Much had changed since then. Gone was the homespun dress, the too-slim body. Though Yrene supposed the endless stairs of the Torre had kept in check the weight she’d gained from steady, healthy eating, thanks to the Torre’s enormous kitchens, the countless markets teeming with food stalls, and the dine-in shops along every bustling street and winding alley.
Yrene swallowed once, trying and failing to glean the Healer on High’s face. Hafiza had been the one person here whom Yrene could never read, never anticipate. She’d never once shown a display of temper—something that couldn’t be said of many of the instructors here, Eretia especially—and had never raised her voice. Hafiza had only three expressions: pleased, neutral, and disappointed. Yrene lived in terror of the latter two.

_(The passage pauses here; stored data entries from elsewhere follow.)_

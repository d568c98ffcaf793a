//! Veil configuration system
//!
//! This crate provides centralized configuration management for Veil demos
//! and engine defaults, loading settings from `veil.toml` as an alternative
//! to environment variables.

use serde::{Deserialize, Serialize};
use std::path::Path;

/// Main configuration structure for Veil
#[derive(Debug, Clone, Serialize, Deserialize, Default)]
#[serde(default)]
pub struct VeilConfig {
    /// Demo scenario settings
    pub demo: DemoConfig,
    /// Transition engine defaults
    pub engine: EngineConfig,
}

/// Demo scenario configuration
#[derive(Debug, Clone, Serialize, Deserialize)]
#[serde(default)]
pub struct DemoConfig {
    /// Scenario to run (toggle, switch, multi-stage)
    pub scenario: Option<String>,
    /// Switch timing policy (simultaneous, enter-first, exit-first)
    pub timing: Option<String>,
}

/// Transition engine configuration
#[derive(Debug, Clone, Serialize, Deserialize)]
#[serde(default)]
pub struct EngineConfig {
    /// Process-wide safety timeout in milliseconds
    pub safety_timeout_ms: Option<u64>,
    /// Class prefix applied to every transition class token
    pub class_prefix: Option<String>,
}

impl Default for DemoConfig {
    fn default() -> Self {
        Self {
            scenario: None,
            timing: None,
        }
    }
}

impl Default for EngineConfig {
    fn default() -> Self {
        Self {
            safety_timeout_ms: None,
            class_prefix: None,
        }
    }
}

impl VeilConfig {
    /// Load configuration from a TOML file
    ///
    /// # Arguments
    /// * `path` - Path to the veil.toml configuration file
    ///
    /// # Returns
    /// * `Ok(VeilConfig)` - Successfully loaded configuration
    /// * `Err(String)` - Error message if loading failed
    pub fn load_from_file<P: AsRef<Path>>(path: P) -> Result<Self, String> {
        let content = std::fs::read_to_string(path.as_ref())
            .map_err(|e| format!("Failed to read config file: {}", e))?;

        toml::from_str(&content).map_err(|e| format!("Failed to parse config file: {}", e))
    }

    /// Load configuration from the default location (veil.toml in the current
    /// directory) or return default configuration if file doesn't exist
    pub fn load_or_default() -> Self {
        Self::load_from_file("veil.toml").unwrap_or_default()
    }

    /// Merge configuration with environment variables
    ///
    /// Environment variables take precedence over configuration file values.
    /// This allows for temporary overrides without modifying the config file.
    pub fn merge_with_env(&mut self) {
        if let Ok(scenario) = std::env::var("VEIL_SCENARIO") {
            self.demo.scenario = Some(scenario);
        }
        if let Ok(timing) = std::env::var("VEIL_TIMING") {
            self.demo.timing = Some(timing);
        }
        if let Ok(val) = std::env::var("VEIL_SAFETY_TIMEOUT_MS") {
            if let Ok(ms) = val.parse::<u64>() {
                self.engine.safety_timeout_ms = Some(ms);
            }
        }
        if let Ok(prefix) = std::env::var("VEIL_CLASS_PREFIX") {
            self.engine.class_prefix = Some(prefix);
        }
    }

    /// Load configuration with environment variable overrides
    ///
    /// This is the recommended way to load configuration:
    /// 1. Load from veil.toml (or use defaults if not found)
    /// 2. Override with environment variables if present
    pub fn load() -> Self {
        let mut config = Self::load_or_default();
        config.merge_with_env();
        config
    }
}

#[cfg(test)]
mod tests {
    use super::*;

    #[test]
    fn test_default_config() {
        let config = VeilConfig::default();
        assert!(config.demo.scenario.is_none());
        assert!(config.engine.safety_timeout_ms.is_none());
    }

    #[test]
    fn test_toml_serialization() {
        let config = VeilConfig::default();
        let toml_str = toml::to_string_pretty(&config).unwrap();
        let parsed: VeilConfig = toml::from_str(&toml_str).unwrap();
        assert!(parsed.demo.timing.is_none());
    }

    #[test]
    fn test_parse_partial_file() {
        let parsed: VeilConfig = toml::from_str(
            r#"
            [demo]
            scenario = "switch"
            timing = "enter-first"
            "#,
        )
        .unwrap();
        assert_eq!(parsed.demo.scenario.as_deref(), Some("switch"));
        assert_eq!(parsed.demo.timing.as_deref(), Some("enter-first"));
        assert!(parsed.engine.class_prefix.is_none());
    }

    #[test]
    fn test_load_or_default() {
        // Should not panic even if veil.toml doesn't exist
        let config = VeilConfig::load_or_default();
        assert!(config.engine.class_prefix.is_none());
    }

    #[test]
    fn test_merge_with_env() {
        unsafe {
            std::env::set_var("VEIL_SCENARIO", "multi-stage");
            std::env::set_var("VEIL_SAFETY_TIMEOUT_MS", "2500");
        }

        let mut config = VeilConfig::default();
        config.merge_with_env();

        assert_eq!(config.demo.scenario.as_deref(), Some("multi-stage"));
        assert_eq!(config.engine.safety_timeout_ms, Some(2500));

        unsafe {
            std::env::remove_var("VEIL_SCENARIO");
            std::env::remove_var("VEIL_SAFETY_TIMEOUT_MS");
        }
    }
}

Not for any punishment. There was no such thing here. No rations held, no pain threatened. Not like at the
White Pig, where Nolan had docked her pay if she stepped out of line or was overgenerous with a customer, or if he caught her leaving out nightly scraps for the half-feral urchins who had prowled the filthy streets of Innish.
She’d arrived here thinking it would be the same: people who took her money, who made it harder and harder to leave. She’d spent a year working at the White Pig due to Nolan’s increases in her rent, decreases in her pay, his cut of her meager tips, and knowledge that most women in Innish worked the streets, and his place, disgusting as it had been, was a far better alternative.
She’d told herself never again—until she’d arrived here. Until she’d dumped that gold on Hafiza’s desk and had been ready to do it all over, indebt and sell herself, just for a chance to learn.
Hafiza did not even consider such things. Her work was in direct opposition to the people who did, the people like Nolan. Yrene still remembered the first time she’d heard Hafiza say in that thick, lovely accent of hers, nearly the same words that Yrene’s mother had told her, over and over: they did not charge, students or patients, for what Silba, Goddess of Healing, gifted them for free.
In a land of so many gods that Yrene was still struggling to keep them all straight, at least Silba remained the same.
Yet another clever thing the khaganate had done upon patching together the kingdoms and territories during their years of conquest: keep and adapt the gods of everyone. Including Silba, whose dominance over the healers had been established in these lands long ago. History was written by the victors, apparently. Or so Eretia, Yrene’s direct tutor, had once told her. Even the gods seemed no more immune to it than mere mortals.
But it didn’t stop Yrene from offering up a prayer to Silba and whatever gods might be listening as she said at last, “I am ready, yes.”
“To leave us.” Such simple words, offered with that neutral face—calm and patient. “Or have you considered the other option I presented to you?”